Arrangement of the musicians
The interior of both churches nowadays differs from Bach’s time, the churches had similar shapes, interiors and acoustics, with a shorter reverberation time. Bach conducted from the harpsichord in the Schülerchor, with the other continuo instruments around him. The singers were standing at music stands at the balustrade. The other instrumentalist were standing in high standing side galleries in the Thomaskirche, and in a vaulted recess in the Nikolaikirche, in which church more singers than eight during the performance of the Music was practically impossible.
All continuo instruments (harpsichord, organ, cello, violone and bassoon) played the continuo nearly in all movements. The large harpsichords in both churches were usually played by Bach himself from the scores, and in later years by a student. The large violones used by Bach in Leipzig still remain. Originally they were in all probability G-violones, played at 8'-pitch. Their sound must have been more ample in the lower regions than that of the cello. Nearly always, Bach had two cellos play along in all movements, and, if possible, a violone and a bassoon as well. Usually, Bach had these players perform along all movements, including recitatives and arias that were to be performed piano, so the bassoon never sounded without cello and violone.

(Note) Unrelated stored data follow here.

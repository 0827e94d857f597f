use crate::error::{HueError, Result};
use config::{Config, File};
use serde::{Deserialize, Serialize};
use std::path::{Path, PathBuf};

/// Environment variable that overrides `api.base_url`.
pub const API_URL_ENV: &str = "HUEQUITAS_API_URL";

#[derive(Debug, Clone, Serialize, Deserialize)]
pub struct HueConfig {
    #[serde(default)]
    pub api: ApiConfig,
    #[serde(default)]
    pub backend: BackendConfig,
    #[serde(default)]
    pub mock: MockConfig,
    #[serde(default)]
    pub session: SessionConfig,
}

#[derive(Debug, Clone, Serialize, Deserialize)]
pub struct ApiConfig {
    #[serde(default = "default_base_url")]
    pub base_url: String,
}

impl Default for ApiConfig {
    fn default() -> Self {
        Self {
            base_url: default_base_url(),
        }
    }
}

#[derive(Debug, Clone, Serialize, Deserialize)]
pub struct BackendConfig {
    /// `http` talks to the remote API; `mock` serves in-memory fixtures.
    #[serde(default = "default_backend_kind")]
    pub kind: String,
}

impl Default for BackendConfig {
    fn default() -> Self {
        Self {
            kind: default_backend_kind(),
        }
    }
}

#[derive(Debug, Clone, Serialize, Deserialize)]
pub struct MockConfig {
    /// Simulate network latency on every mock call.
    #[serde(default = "default_true")]
    pub latency: bool,
}

impl Default for MockConfig {
    fn default() -> Self {
        Self { latency: true }
    }
}

#[derive(Debug, Clone, Default, Serialize, Deserialize)]
pub struct SessionConfig {
    /// Custom path for the credential file. Defaults to `~/.config/huequitas/session.json`.
    #[serde(default)]
    pub path: Option<String>,
}

/// Valid backend names.
pub const VALID_BACKENDS: &[&str] = &["http", "mock"];

// -- Defaults --

fn default_base_url() -> String {
    "http://localhost:8000".to_string()
}
fn default_backend_kind() -> String {
    "http".to_string()
}
fn default_true() -> bool {
    true
}

impl HueConfig {
    /// Load configuration with three-layer TOML merge, then the environment:
    /// 1. ~/.config/huequitas/config.toml (global)
    /// 2. .huequitas/config.toml (project)
    /// 3. .huequitas/config.local.toml (local, gitignored)
    /// 4. `HUEQUITAS_API_URL`
    pub fn load(project_dir: Option<&Path>) -> Result<Self> {
        Self::load_with_env(project_dir, std::env::var(API_URL_ENV).ok())
    }

    /// Same as [`load`](Self::load) with the base-URL override passed in explicitly.
    pub fn load_with_env(project_dir: Option<&Path>, api_url: Option<String>) -> Result<Self> {
        let mut builder = Config::builder();

        // Layer 1: Global config
        if let Some(global_path) = global_config_path() {
            if global_path.exists() {
                builder = builder.add_source(File::from(global_path).required(false));
            }
        }

        if let Some(dir) = project_dir {
            // Layer 2: Project config
            let project_config = dir.join(".huequitas").join("config.toml");
            if project_config.exists() {
                builder = builder.add_source(File::from(project_config).required(false));
            }

            // Layer 3: Local config (gitignored)
            let local_config = dir.join(".huequitas").join("config.local.toml");
            if local_config.exists() {
                builder = builder.add_source(File::from(local_config).required(false));
            }
        }

        let config = builder
            .build()
            .map_err(|e| HueError::Config(e.to_string()))?;

        let mut cfg: Self = config
            .try_deserialize()
            .map_err(|e| HueError::Config(e.to_string()))?;

        // Layer 4: environment
        if let Some(url) = api_url.filter(|u| !u.trim().is_empty()) {
            cfg.api.base_url = url;
        }

        cfg.validate();
        Ok(cfg)
    }

    /// Defaults only (no files, no environment).
    pub fn default_config() -> Self {
        Self {
            api: ApiConfig::default(),
            backend: BackendConfig::default(),
            mock: MockConfig::default(),
            session: SessionConfig::default(),
        }
    }

    /// Validate config values, resetting bad ones and logging warnings.
    /// Lenient: bad values are replaced, never rejected.
    pub fn validate(&mut self) -> Vec<String> {
        let mut warnings = Vec::new();

        if !VALID_BACKENDS.contains(&self.backend.kind.as_str()) {
            warnings.push(format!(
                "unknown backend '{}', valid: {}; using http",
                self.backend.kind,
                VALID_BACKENDS.join(", ")
            ));
            self.backend.kind = default_backend_kind();
        }

        let trimmed = self.api.base_url.trim().trim_end_matches('/').to_string();
        let scheme = trimmed.to_ascii_lowercase();
        if trimmed.is_empty() {
            warnings.push(format!(
                "api.base_url is empty, using {}",
                default_base_url()
            ));
            self.api.base_url = default_base_url();
        } else if !scheme.starts_with("http://") && !scheme.starts_with("https://") {
            warnings.push(format!(
                "api.base_url '{trimmed}' has no http(s) scheme, assuming http://"
            ));
            self.api.base_url = format!("http://{trimmed}");
        } else {
            self.api.base_url = trimmed;
        }

        if let Some(ref p) = self.session.path {
            if p.trim().is_empty() {
                warnings.push("session.path is empty, using default location".to_string());
                self.session.path = None;
            }
        }

        for w in &warnings {
            tracing::warn!("config: {}", w);
        }

        warnings
    }

    /// `true` when the mock fixtures should be served instead of the remote API.
    pub fn is_mock(&self) -> bool {
        self.backend.kind == "mock"
    }

    /// Resolved credential file location.
    pub fn session_path(&self) -> Result<PathBuf> {
        match &self.session.path {
            Some(p) => Ok(PathBuf::from(p)),
            None => default_session_path(),
        }
    }
}

fn global_config_path() -> Option<PathBuf> {
    dirs::config_dir().map(|p| p.join("huequitas").join("config.toml"))
}

/// Path of the global config file, for display.
pub fn global_config_display() -> String {
    global_config_path()
        .map(|p| p.display().to_string())
        .unwrap_or_else(|| "(no config directory)".to_string())
}

/// Default credential path: `~/.config/huequitas/session.json`
fn default_session_path() -> Result<PathBuf> {
    dirs::config_dir()
        .map(|p| p.join("huequitas").join("session.json"))
        .ok_or_else(|| HueError::Config("cannot determine config directory".to_string()))
}
//! Seed data for the mock backend.

use chrono::{Duration, Utc};

use crate::model::{ChatMessage, Restaurant, User};

const PEXELS: &str = "https://images.pexels.com/photos";

struct Seed {
    name: &'static str,
    cuisine: &'static str,
    rating: f64,
    total: u32,
    latest_review: &'static str,
    address: &'static str,
    photo: &'static str,
}

const RESTAURANTS: &[Seed] = &[
    Seed {
        name: "El Rincón de la Abuela",
        cuisine: "Soups",
        rating: 4.8,
        total: 127,
        latest_review: "El mejor ajiaco que he probado, como en casa de mi abuela.",
        address: "Calle 85 #12-40, Bogotá",
        photo: "5409010/pexels-photo-5409010.jpeg",
    },
    Seed {
        name: "La Casa del Sancocho",
        cuisine: "Soups",
        rating: 4.6,
        total: 94,
        latest_review: "Sancocho trifásico abundante y muy bien sazonado.",
        address: "Carrera 7 #45-10, Bogotá",
        photo: "6210876/pexels-photo-6210876.jpeg",
    },
    Seed {
        name: "Bandeja Paisa Express",
        cuisine: "Main",
        rating: 4.9,
        total: 203,
        latest_review: "Porción gigante, el chicharrón estaba perfecto.",
        address: "Calle 10 #43-12, Medellín",
        photo: "7613568/pexels-photo-7613568.jpeg",
    },
    Seed {
        name: "Ajiaco Santafereño",
        cuisine: "Soups",
        rating: 4.7,
        total: 156,
        latest_review: "Las guascas le dan un sabor único. Muy recomendado.",
        address: "Calle 19 #3-50, Bogotá",
        photo: "5949888/pexels-photo-5949888.jpeg",
    },
    Seed {
        name: "La Lechonería",
        cuisine: "Main",
        rating: 4.5,
        total: 88,
        latest_review: "Lechona tolimense crujiente, ideal para compartir.",
        address: "Carrera 5 #12-30, Ibagué",
        photo: "2313686/pexels-photo-2313686.jpeg",
    },
    Seed {
        name: "Dulces de la Abuela",
        cuisine: "Desserts",
        rating: 4.9,
        total: 142,
        latest_review: "El arroz con leche y las brevas con arequipe, una delicia.",
        address: "Calle 53 #20-15, Bogotá",
        photo: "1291712/pexels-photo-1291712.jpeg",
    },
    Seed {
        name: "Arequipe & Café",
        cuisine: "Desserts",
        rating: 4.6,
        total: 76,
        latest_review: "Buen café de origen y postres caseros.",
        address: "Carrera 13 #93-40, Bogotá",
        photo: "302899/pexels-photo-302899.jpeg",
    },
    Seed {
        name: "El Fogón Llanero",
        cuisine: "Main",
        rating: 4.8,
        total: 112,
        latest_review: "La mamona a la llanera, jugosa y en su punto.",
        address: "Avenida 40 #25-18, Villavicencio",
        photo: "1639557/pexels-photo-1639557.jpeg",
    },
];

/// The eight seeded restaurants, with stable ids `1`..`8`.
pub fn restaurants() -> Vec<Restaurant> {
    RESTAURANTS
        .iter()
        .enumerate()
        .map(|(i, s)| Restaurant {
            id: (i + 1).to_string(),
            name: s.name.to_string(),
            description: s.latest_review.to_string(),
            address: s.address.to_string(),
            cuisine: s.cuisine.to_string(),
            rating: Some(s.rating),
            total_ratings: Some(s.total),
            image: Some(format!("{PEXELS}/{}", s.photo)),
        })
        .collect()
}

pub fn users() -> Vec<User> {
    [
        ("1", "Carlos Mendoza", "carlos@huequitas.co"),
        ("2", "María López", "maria@huequitas.co"),
        ("3", "Juan Pérez", "juan@huequitas.co"),
    ]
    .into_iter()
    .map(|(id, name, email)| User {
        id: id.into(),
        name: name.into(),
        email: email.into(),
    })
    .collect()
}

/// Three chat messages spread over the last hour, oldest first.
pub fn chat_messages() -> Vec<ChatMessage> {
    let now = Utc::now();
    let users = users();
    [
        (3600, 0, "¿Alguien ha probado el nuevo sitio de ajiaco en La Candelaria?"),
        (3000, 1, "¡Sí! Muy bueno, aunque se llena a la hora del almuerzo."),
        (1800, 2, "Recomiendo ir temprano, antes de las 12."),
    ]
    .into_iter()
    .enumerate()
    .map(|(i, (ago, who, text))| ChatMessage {
        id: (i + 1).to_string(),
        user_id: users[who].id.clone(),
        user_name: users[who].name.clone(),
        message: text.to_string(),
        timestamp: now - Duration::seconds(ago),
    })
    .collect()
}

#[cfg(test)]
mod tests {
    use super::*;

    #[test]
    fn test_restaurant_fixtures() {
        let all = restaurants();
        assert_eq!(all.len(), 8);
        assert_eq!(all[0].name, "El Rincón de la Abuela");
        assert_eq!(all[2].rating, Some(4.9));
        assert_eq!(all[2].total_ratings, Some(203));
        assert_eq!(all.iter().filter(|r| r.cuisine == "Soups").count(), 3);
        assert!(all.iter().all(|r| r.image.as_deref().unwrap().starts_with(PEXELS)));
    }

    #[test]
    fn test_chat_fixtures_are_ordered() {
        let msgs = chat_messages();
        assert_eq!(msgs.len(), 3);
        assert!(msgs.windows(2).all(|w| w[0].timestamp < w[1].timestamp));
        assert_eq!(msgs[0].user_name, "Carlos Mendoza");
    }
}
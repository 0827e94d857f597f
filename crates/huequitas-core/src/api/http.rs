use std::sync::Arc;

use serde::Serialize;

use super::ReviewApi;
use crate::credentials::CredentialStore;
use crate::error::{HueError, Result};
use crate::gateway::Gateway;
use crate::model::*;
use crate::search::{self, CategoryFilter};

/// Remote HTTP API implementation.
///
/// Every call goes through the [`Gateway`], which attaches the bearer token.
/// Operations that need a session are sent regardless; the server decides.
pub struct HttpApi {
    gateway: Gateway,
}

impl HttpApi {
    pub fn new(base_url: &str, credentials: Arc<dyn CredentialStore>) -> Result<Self> {
        Ok(Self {
            gateway: Gateway::new(base_url, credentials)?,
        })
    }

    pub fn base_url(&self) -> &str {
        self.gateway.base_url()
    }
}

// -- Request bodies --

#[derive(Serialize)]
struct LoginRequest<'a> {
    email: &'a str,
    password: &'a str,
}

#[derive(Serialize)]
struct RegisterRequest<'a> {
    name: &'a str,
    email: &'a str,
    password: &'a str,
}

#[derive(Serialize)]
struct ResetRequest<'a> {
    email: &'a str,
}

#[derive(Serialize)]
#[serde(rename_all = "camelCase")]
struct ResetPasswordRequest<'a> {
    reset_token: &'a str,
    new_password: &'a str,
}

#[derive(Serialize)]
#[serde(rename_all = "camelCase")]
struct LikeRequest<'a> {
    restaurant_id: &'a str,
}

impl ReviewApi for HttpApi {
    async fn login(&self, email: &str, password: &str) -> Result<AuthResponse> {
        self.gateway
            .post(&["auth", "login"], &LoginRequest { email, password })
            .await
    }

    async fn register(&self, name: &str, email: &str, password: &str) -> Result<AuthResponse> {
        self.gateway
            .post(
                &["auth", "register"],
                &RegisterRequest {
                    name,
                    email,
                    password,
                },
            )
            .await
    }

    async fn request_password_reset(&self, email: &str) -> Result<ResetTicket> {
        self.gateway
            .post(&["auth", "password-reset-request"], &ResetRequest { email })
            .await
    }

    async fn reset_password(&self, reset_token: &str, new_password: &str) -> Result<Ack> {
        let ack: Option<Ack> = self
            .gateway
            .post(
                &["auth", "password-reset"],
                &ResetPasswordRequest {
                    reset_token,
                    new_password,
                },
            )
            .await?;
        Ok(ack.unwrap_or_default())
    }

    async fn list_restaurants(&self) -> Result<Vec<Restaurant>> {
        self.gateway.get(&["api", "restaurants"]).await
    }

    async fn search_restaurants(
        &self,
        query: &str,
        category: &CategoryFilter,
    ) -> Result<Vec<Restaurant>> {
        // No search endpoint; filter the full list locally.
        let all = self.list_restaurants().await?;
        Ok(search::filter_restaurants(&all, query, category))
    }

    async fn top_rated(&self) -> Result<Vec<Restaurant>> {
        let all = self.list_restaurants().await?;
        Ok(search::sort_top_rated(all))
    }

    async fn get_restaurant(&self, id: &str) -> Result<Restaurant> {
        self.gateway
            .get(&["api", "restaurants", id])
            .await
    }

    async fn create_restaurant(&self, data: &NewRestaurant) -> Result<Restaurant> {
        self.gateway.post(&["api", "restaurants"], data).await
    }

    async fn delete_restaurant(&self, id: &str) -> Result<Ack> {
        let ack: Option<Ack> = self
            .gateway
            .delete(&["api", "restaurants", id])
            .await?;
        Ok(ack.unwrap_or_default())
    }

    async fn create_review(&self, review: &NewReview) -> Result<Review> {
        self.gateway.post(&["api", "reviews"], review).await
    }

    async fn list_reviews(&self, restaurant_id: &str) -> Result<Vec<Review>> {
        self.gateway
            .get(&["api", "reviews", restaurant_id])
            .await
    }

    async fn update_review(&self, id: &str, update: &ReviewUpdate) -> Result<Review> {
        self.gateway
            .put(&["api", "reviews", id], update)
            .await
    }

    async fn toggle_like(&self, restaurant_id: &str) -> Result<LikeStatus> {
        self.gateway
            .post(&["api", "like"], &LikeRequest { restaurant_id })
            .await
    }

    async fn like_status(&self, restaurant_id: &str) -> Result<LikeStatus> {
        self.gateway
            .get(&["api", "likes", restaurant_id])
            .await
    }

    async fn chat_history(&self, room: &str) -> Result<Vec<ChatMessage>> {
        self.gateway
            .get_with_query(&["chat", "messages"], &[("room", room)])
            .await
    }

    async fn send_message(&self, _room: &str, _text: &str) -> Result<ChatMessage> {
        Err(HueError::Unsupported(
            "sending chat messages is not available on the remote API".into(),
        ))
    }
}

#[cfg(test)]
mod tests {
    use super::*;

    #[test]
    fn test_reset_password_body_shape() {
        let body = serde_json::to_value(ResetPasswordRequest {
            reset_token: "rt",
            new_password: "Sancocho#2024",
        })
        .unwrap();
        assert_eq!(body["resetToken"], "rt");
        assert_eq!(body["newPassword"], "Sancocho#2024");
    }

    #[tokio::test]
    async fn test_send_message_unsupported() {
        let api = HttpApi::new(
            "http://localhost:8000",
            Arc::new(crate::credentials::MemoryCredentialStore::new()),
        )
        .unwrap();
        let err = api.send_message("general", "hola").await.unwrap_err();
        assert!(matches!(err, HueError::Unsupported(_)));
    }
}
use serde::{Deserialize, Serialize};

/// Snapshot of the signed-in user, cached next to the token.
#[derive(Debug, Clone, PartialEq, Eq, Serialize, Deserialize)]
pub struct User {
    #[serde(alias = "_id")]
    pub id: String,
    pub name: String,
    pub email: String,
}

/// Bearer token plus the user it belongs to.
///
/// Serialized with the fixed keys `token` and `user`.
#[derive(Debug, Clone, PartialEq, Eq, Serialize, Deserialize)]
pub struct Session {
    pub token: String,
    pub user: User,
}

impl Session {
    pub fn new(token: impl Into<String>, user: User) -> Self {
        Self {
            token: token.into(),
            user,
        }
    }
}

/// Body returned by `/auth/login` and `/auth/register`.
#[derive(Debug, Clone, Serialize, Deserialize)]
pub struct AuthResponse {
    #[serde(default)]
    pub message: Option<String>,
    pub token: String,
    pub user: User,
}

impl From<AuthResponse> for Session {
    fn from(resp: AuthResponse) -> Self {
        Session::new(resp.token, resp.user)
    }
}

/// Body returned by `/auth/password-reset-request`.
#[derive(Debug, Clone, PartialEq, Eq, Serialize, Deserialize)]
#[serde(rename_all = "camelCase")]
pub struct ResetTicket {
    pub reset_token: String,
    #[serde(default)]
    pub message: Option<String>,
}

/// Confirmation-only body (`{ "message": ... }`), tolerant of empty objects.
#[derive(Debug, Clone, Default, PartialEq, Eq, Serialize, Deserialize)]
pub struct Ack {
    #[serde(default)]
    pub message: Option<String>,
}
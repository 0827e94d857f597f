use chrono::{DateTime, Utc};
use serde::{Deserialize, Serialize};

#[derive(Debug, Clone, PartialEq, Serialize, Deserialize)]
#[serde(rename_all = "camelCase")]
pub struct Review {
    #[serde(alias = "_id")]
    pub id: String,
    pub restaurant_id: String,
    pub user_id: String,
    #[serde(default)]
    pub user_name: String,
    pub rating: u8,
    #[serde(default)]
    pub comment: String,
    /// Base64 data URL.
    #[serde(default)]
    pub image: Option<String>,
    pub created_at: DateTime<Utc>,
}

/// Payload for `POST /api/reviews`. Sent as given: the rating is not clamped.
#[derive(Debug, Clone, PartialEq, Serialize, Deserialize)]
#[serde(rename_all = "camelCase")]
pub struct NewReview {
    pub restaurant_id: String,
    pub rating: u8,
    pub comment: String,
    #[serde(skip_serializing_if = "Option::is_none")]
    pub image: Option<String>,
}

/// Payload for `PUT /api/reviews/{id}`.
///
/// `image: None` serializes as an explicit `null`, which removes the photo.
#[derive(Debug, Clone, PartialEq, Serialize, Deserialize)]
pub struct ReviewUpdate {
    pub rating: u8,
    pub comment: String,
    pub image: Option<String>,
}

/// Body of `POST /api/like` and `GET /api/likes/{id}`.
#[derive(Debug, Clone, PartialEq, Eq, Serialize, Deserialize)]
pub struct LikeStatus {
    pub liked: bool,
    #[serde(default)]
    pub message: Option<String>,
}
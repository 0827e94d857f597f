use chrono::{DateTime, Utc};
use serde::{Deserialize, Serialize};

/// Default chat room.
pub const DEFAULT_ROOM: &str = "general";

#[derive(Debug, Clone, PartialEq, Serialize, Deserialize)]
#[serde(rename_all = "camelCase")]
pub struct ChatMessage {
    #[serde(alias = "_id")]
    pub id: String,
    pub user_id: String,
    #[serde(default)]
    pub user_name: String,
    pub message: String,
    pub timestamp: DateTime<Utc>,
}

/// Sort messages oldest first. Stable, so equal timestamps keep arrival order.
pub fn sort_by_timestamp(messages: &mut [ChatMessage]) {
    messages.sort_by(|a, b| a.timestamp.cmp(&b.timestamp));
}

The conclusions of this study show that the way in which Bach performed his cantates and passions in Leipzig sometimes differs from nowadays widely accepted insights, both in musicology and in historically-informed practice. Contemporary conductors and other musicians can and must make their own choices in the field of performing practice. If they want to respect Bach's wishes, they should be aware that these wishes are not always noted so clearly as one might hope or suppose. Often, clues are missing even completely. In such cases further research is required, of both music theoretical sources and based on analogies with other compositions. This study can be of help in doing so.